_WHAT YOU HAVE TO DO_. A single number is all that's needed: how many lines in the data contain the string "cannot".

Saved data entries
============

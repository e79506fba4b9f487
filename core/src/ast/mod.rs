//! Typed AST of the JSON-shaped query language.
//!
//! Validation of the raw JSON surface happens in [`de`], which produces these
//! tagged trees; the evaluators and builders only ever pattern-match on them.
//! All AST values are immutable inputs to a compile.

pub mod de;

use serde_json::Value;

use crate::value::Scalar;

/// An expression node: literal, typed scalar, field reference, variable,
/// function call, or conditional.
#[derive(Debug, Clone, PartialEq)]
pub enum Expression {
    /// Scalar primitive or typed scalar, inlined via the escaper.
    Scalar(Scalar),
    /// `{$field: "table.column[->...]"}`
    Field(String),
    /// `{$var: "name"}`
    Var(String),
    /// `{$func: {NAME: [arg, ...]}}` — exactly one name.
    Func { name: String, args: Vec<Expression> },
    /// `{$cond: {if, then, else}}`
    Cond {
        condition: Box<Condition>,
        then: Box<Expression>,
        otherwise: Box<Expression>,
    },
}

impl Expression {
    /// Returns the literal scalar when this expression is one.
    #[must_use]
    pub fn as_scalar(&self) -> Option<&Scalar> {
        match self {
            Expression::Scalar(s) => Some(s),
            _ => None,
        }
    }
}

impl From<Scalar> for Expression {
    fn from(value: Scalar) -> Self {
        Expression::Scalar(value)
    }
}

/// A Boolean condition node.
#[derive(Debug, Clone, PartialEq)]
pub enum Condition {
    /// `{$and: [cond, ...]}` — non-empty.
    And(Vec<Condition>),
    /// `{$or: [cond, ...]}` — non-empty.
    Or(Vec<Condition>),
    /// `{$not: cond}`
    Not(Box<Condition>),
    /// `{$exists: {table, condition}}`
    Exists { table: String, condition: Box<Condition> },
    /// A plain expression that must evaluate to boolean.
    Expr(Expression),
    /// A field-operator map: each entry is ANDed.
    Fields(Vec<(String, FieldCondition)>),
    /// Internal: an operator map applied to an expression left-hand side.
    /// Produced by the UPDATE NEW_ROW rewrite when a substituted update
    /// value stays symbolic; not expressible in the JSON surface.
    Compare {
        /// Display name for error messages (the original reference).
        name: String,
        lhs: Expression,
        ops: OperatorMap,
    },
}

/// The value side of a field-map entry: either a compact operator map or a
/// bare expression (shorthand for `$eq`).
#[derive(Debug, Clone, PartialEq)]
pub enum FieldCondition {
    Ops(OperatorMap),
    Value(Expression),
}

/// Compact comparison operators on one field, kept in canonical emission
/// order: `$ne, $eq, $gt, $gte, $lt, $lte, $like, $ilike, $regex, $in, $nin`.
#[derive(Debug, Clone, Default, PartialEq)]
pub struct OperatorMap {
    pub ne: Option<Expression>,
    pub eq: Option<Expression>,
    pub gt: Option<Expression>,
    pub gte: Option<Expression>,
    pub lt: Option<Expression>,
    pub lte: Option<Expression>,
    pub like: Option<Expression>,
    pub ilike: Option<Expression>,
    pub regex: Option<Expression>,
    pub r#in: Option<Vec<Expression>>,
    pub nin: Option<Vec<Expression>>,
}

impl OperatorMap {
    /// Whether no operator is present.
    #[must_use]
    pub fn is_empty(&self) -> bool {
        self.ne.is_none()
            && self.eq.is_none()
            && self.gt.is_none()
            && self.gte.is_none()
            && self.lt.is_none()
            && self.lte.is_none()
            && self.like.is_none()
            && self.ilike.is_none()
            && self.regex.is_none()
            && self.r#in.is_none()
            && self.nin.is_none()
    }
}

/// One entry of a selection tree.
#[derive(Debug, Clone, PartialEq)]
pub enum SelectionItem {
    /// `true` — include the field named by the key.
    Field,
    /// An expression aliased to the key.
    Expression(Expression),
    /// A relationship projection into a child table.
    Nested(Vec<(String, SelectionItem)>),
}

/// Optional LIMIT/OFFSET. Values pass through unvalidated.
#[derive(Debug, Clone, Copy, Default, PartialEq)]
pub struct Pagination {
    pub limit: Option<f64>,
    pub offset: Option<f64>,
}

/// A SELECT query.
#[derive(Debug, Clone, PartialEq)]
pub struct SelectQuery {
    pub root_table: String,
    pub selection: Vec<(String, SelectionItem)>,
    pub condition: Option<Condition>,
    pub pagination: Option<Pagination>,
}

/// One aggregated output column.
#[derive(Debug, Clone, PartialEq)]
pub struct AggregatedField {
    pub function: String,
    /// A field path, or `"*"` (COUNT only).
    pub field: String,
    pub additional_arguments: Vec<Expression>,
}

/// An aggregation query.
#[derive(Debug, Clone, PartialEq)]
pub struct AggregationQuery {
    pub table: String,
    pub group_by: Vec<String>,
    pub condition: Option<Condition>,
    pub aggregated_fields: Vec<(String, AggregatedField)>,
}

/// An INSERT of one row.
#[derive(Debug, Clone, PartialEq)]
pub struct InsertQuery {
    pub table: String,
    pub new_row: Vec<(String, Scalar)>,
    pub condition: Option<Condition>,
}

/// An UPDATE; values are full expressions.
#[derive(Debug, Clone, PartialEq)]
pub struct UpdateQuery {
    pub table: String,
    pub updates: Vec<(String, Expression)>,
    pub condition: Option<Condition>,
}

/// A DELETE.
#[derive(Debug, Clone, PartialEq)]
pub struct DeleteQuery {
    pub table: String,
    pub condition: Option<Condition>,
}

macro_rules! impl_deserialize_via_value {
    ($($ty:ty => $convert:path),+ $(,)?) => {
        $(
            impl<'de> serde::Deserialize<'de> for $ty {
                fn deserialize<D>(deserializer: D) -> core::result::Result<Self, D::Error>
                where
                    D: serde::Deserializer<'de>,
                {
                    let value = Value::deserialize(deserializer)?;
                    $convert(&value).map_err(serde::de::Error::custom)
                }
            }
        )+
    };
}

impl_deserialize_via_value!(
    Expression => de::expression_from_value,
    Condition => de::condition_from_value,
    SelectQuery => de::select_query_from_value,
    AggregationQuery => de::aggregation_query_from_value,
    InsertQuery => de::insert_query_from_value,
    UpdateQuery => de::update_query_from_value,
    DeleteQuery => de::delete_query_from_value,
    Scalar => de::scalar_from_value,
);
//! Condition evaluation: Boolean SQL fragments.

use jsonsql_types::ExprType;

use crate::ast::{Condition, Expression, FieldCondition, OperatorMap};
use crate::dialect::DialectExt;
use crate::error::{Error, Result};
use crate::eval::expression::parse_expression;
use crate::resolve::{from_clause, implicit_conditions, resolve_field_path};
use crate::state::ParserState;
use crate::value::Scalar;

/// What a comparison applies to: a resolved field, or (for the internal
/// NEW_ROW rewrite) an arbitrary expression.
struct ComparisonTarget {
    sql: String,
    expected: ExprType,
    nullable: bool,
    /// Name used in error messages.
    display: String,
}

/// Evaluates a condition node to a Boolean SQL fragment.
pub fn parse_condition(cond: &Condition, state: &mut ParserState<'_>) -> Result<String> {
    match cond {
        Condition::And(items) => combine(items, "AND", "$and", state),
        Condition::Or(items) => combine(items, "OR", "$or", state),
        Condition::Not(inner) => {
            let inner_sql = parse_condition(inner, state)?;
            Ok(format!("NOT ({inner_sql})"))
        }
        Condition::Exists { table, condition } => parse_exists(table, condition, state),
        Condition::Expr(expr) => {
            let sql = parse_expression(expr, state)?;
            let ty = state.expression_type(expr);
            if !ty.matches(ExprType::Boolean) {
                return Err(Error::type_mismatch(format!(
                    "Condition expression must be of type boolean, got {ty}"
                )));
            }
            Ok(sql)
        }
        Condition::Fields(entries) => {
            let mut clauses = Vec::with_capacity(entries.len());
            for (key, value) in entries {
                field_entry_clauses(key, value, state, &mut clauses)?;
            }
            join_clauses(clauses)
        }
        Condition::Compare { name, lhs, ops } => {
            let sql = parse_expression(lhs, state)?;
            let target = ComparisonTarget {
                sql,
                expected: state.expression_type(lhs),
                nullable: true,
                display: name.clone(),
            };
            let mut clauses = Vec::new();
            operator_clauses(&target, ops, state, &mut clauses)?;
            join_clauses(clauses)
        }
    }
}

fn combine(
    items: &[Condition],
    separator: &str,
    combinator: &str,
    state: &mut ParserState<'_>,
) -> Result<String> {
    if items.is_empty() {
        return Err(Error::shape(format!(
            "{combinator} condition should be a non-empty array."
        )));
    }
    let parts = items
        .iter()
        .map(|item| parse_condition(item, state))
        .collect::<Result<Vec<_>>>()?;
    if parts.len() == 1 {
        return Ok(parts.into_iter().next().expect("len checked"));
    }
    Ok(format!("({})", parts.join(&format!(" {separator} "))))
}

fn parse_exists(
    table: &str,
    condition: &Condition,
    state: &mut ParserState<'_>,
) -> Result<String> {
    state.config.table(table)?;

    let previous_root = std::mem::replace(&mut state.root_table, table.to_string());
    let inner = parse_condition(condition, state);
    state.root_table = previous_root;
    let inner = inner?;

    let from = from_clause(table, state);
    let mut parts = implicit_conditions(table, false, state);
    parts.push(inner);
    Ok(format!("EXISTS (SELECT 1 FROM {from} WHERE {})", parts.join(" AND ")))
}

fn field_entry_clauses(
    key: &str,
    value: &FieldCondition,
    state: &mut ParserState<'_>,
    clauses: &mut Vec<String>,
) -> Result<()> {
    if key.starts_with("NEW_ROW.") {
        return Err(Error::schema(
            "NEW_ROW references are only allowed in UPDATE conditions",
        ));
    }
    // Bare keys resolve against the current root table (S3-style
    // `{active: true}` in mutation conditions).
    let qualified;
    let reference = if key.contains('.') {
        key
    } else {
        qualified = format!("{}.{key}", state.root_table);
        qualified.as_str()
    };
    let resolved = resolve_field_path(reference, state)?;
    let target = ComparisonTarget {
        sql: resolved.select.field.clone(),
        expected: resolved.select.target_type,
        nullable: resolved.nullable(),
        display: resolved.path.field_name.clone(),
    };
    match value {
        FieldCondition::Ops(ops) => operator_clauses(&target, ops, state, clauses),
        FieldCondition::Value(expr) => {
            clauses.push(comparison_clause(&target, "$eq", expr, state)?);
            Ok(())
        }
    }
}

fn join_clauses(clauses: Vec<String>) -> Result<String> {
    match clauses.len() {
        0 => Err(Error::shape("Conditions cannot be empty objects")),
        1 => Ok(clauses.into_iter().next().expect("len checked")),
        _ => Ok(format!("({})", clauses.join(" AND "))),
    }
}

/// Emits one clause per present operator, in canonical order:
/// `$ne, $eq, $gt, $gte, $lt, $lte, $like, $ilike, $regex, $in, $nin`.
fn operator_clauses(
    target: &ComparisonTarget,
    ops: &OperatorMap,
    state: &mut ParserState<'_>,
    clauses: &mut Vec<String>,
) -> Result<()> {
    let comparisons: [(&str, &Option<Expression>); 9] = [
        ("$ne", &ops.ne),
        ("$eq", &ops.eq),
        ("$gt", &ops.gt),
        ("$gte", &ops.gte),
        ("$lt", &ops.lt),
        ("$lte", &ops.lte),
        ("$like", &ops.like),
        ("$ilike", &ops.ilike),
        ("$regex", &ops.regex),
    ];
    for (op, value) in comparisons {
        if let Some(expr) = value {
            clauses.push(comparison_clause(target, op, expr, state)?);
        }
    }
    if let Some(items) = &ops.r#in {
        clauses.push(membership_clause(target, "$in", items, state)?);
    }
    if let Some(items) = &ops.nin {
        clauses.push(membership_clause(target, "$nin", items, state)?);
    }
    Ok(())
}

fn comparison_clause(
    target: &ComparisonTarget,
    op: &str,
    value: &Expression,
    state: &mut ParserState<'_>,
) -> Result<String> {
    // NULL comparisons flip to IS [NOT] NULL and require a nullable field.
    if matches!(value, Expression::Scalar(Scalar::Null)) && matches!(op, "$eq" | "$ne") {
        if !target.nullable {
            return Err(Error::type_mismatch(format!(
                "Field '{}' is not nullable, and cannot be compared with NULL",
                target.display
            )));
        }
        let suffix = if op == "$eq" { "IS NULL" } else { "IS NOT NULL" };
        return Ok(format!("{} {suffix}", target.sql));
    }

    match op {
        "$like" | "$ilike" => {
            let rhs = checked_operand(target, op, ExprType::String, value, state)?;
            let operator = state.config.dialect.like_operator(op == "$ilike");
            Ok(format!("{} {operator} {rhs}", lhs_for(target, ExprType::String, state)))
        }
        "$regex" => {
            let rhs = checked_operand(target, op, ExprType::String, value, state)?;
            state
                .config
                .dialect
                .regex_match(&lhs_for(target, ExprType::String, state), &rhs)
        }
        _ => {
            let sql = parse_expression(value, state)?;
            let actual = state.expression_type(value);
            let operator = match op {
                "$ne" => "!=",
                "$eq" => "=",
                "$gt" => ">",
                "$gte" => ">=",
                "$lt" => "<",
                _ => "<=",
            };
            if actual.matches(target.expected) {
                return Ok(format!("{} {operator} {sql}", target.sql));
            }
            if actual == ExprType::String {
                // A string operand compares against the text form of the field.
                let lhs = state.config.dialect.cast(&target.sql, "TEXT");
                return Ok(format!("{lhs} {operator} {sql}"));
            }
            Err(Error::type_mismatch(format!(
                "Field type mismatch for '{op}' comparison on '{}': expected {}, got {actual}",
                target.display, target.expected
            )))
        }
    }
}

/// Evaluates an operand that must be of `expected` type.
fn checked_operand(
    target: &ComparisonTarget,
    op: &str,
    expected: ExprType,
    value: &Expression,
    state: &mut ParserState<'_>,
) -> Result<String> {
    let sql = parse_expression(value, state)?;
    let actual = state.expression_type(value);
    if actual.matches(expected) {
        return Ok(sql);
    }
    Err(Error::type_mismatch(format!(
        "Field type mismatch for '{op}' comparison on '{}': expected {expected}, got {actual}",
        target.display
    )))
}

/// The field side of a pattern comparison, cast to text when the field is
/// not already textual.
fn lhs_for(target: &ComparisonTarget, expected: ExprType, state: &ParserState<'_>) -> String {
    if target.expected.matches(expected) {
        target.sql.clone()
    } else {
        state.config.dialect.cast(&target.sql, "TEXT")
    }
}

fn membership_clause(
    target: &ComparisonTarget,
    op: &str,
    items: &[Expression],
    state: &mut ParserState<'_>,
) -> Result<String> {
    if items.is_empty() {
        return Err(Error::shape(format!("{op} condition should be a non-empty array.")));
    }
    let mut expected = target.expected;
    let mut rendered = Vec::with_capacity(items.len());
    for item in items {
        let sql = parse_expression(item, state)?;
        let actual = state.expression_type(item);
        if !actual.matches(expected) {
            return Err(Error::type_mismatch(format!(
                "Field type mismatch for '{op}' comparison on '{}': expected {expected}, got {actual}",
                target.display
            )));
        }
        if expected == ExprType::Any && actual != ExprType::Any {
            // Pin the element type so mixed-type arrays still fail.
            expected = actual;
        }
        rendered.push(sql);
    }
    let keyword = if op == "$in" { "IN" } else { "NOT IN" };
    Ok(format!("{} {keyword} ({})", target.sql, rendered.join(", ")))
}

============

_RESPONSE TO THIS EXERCISE_. 2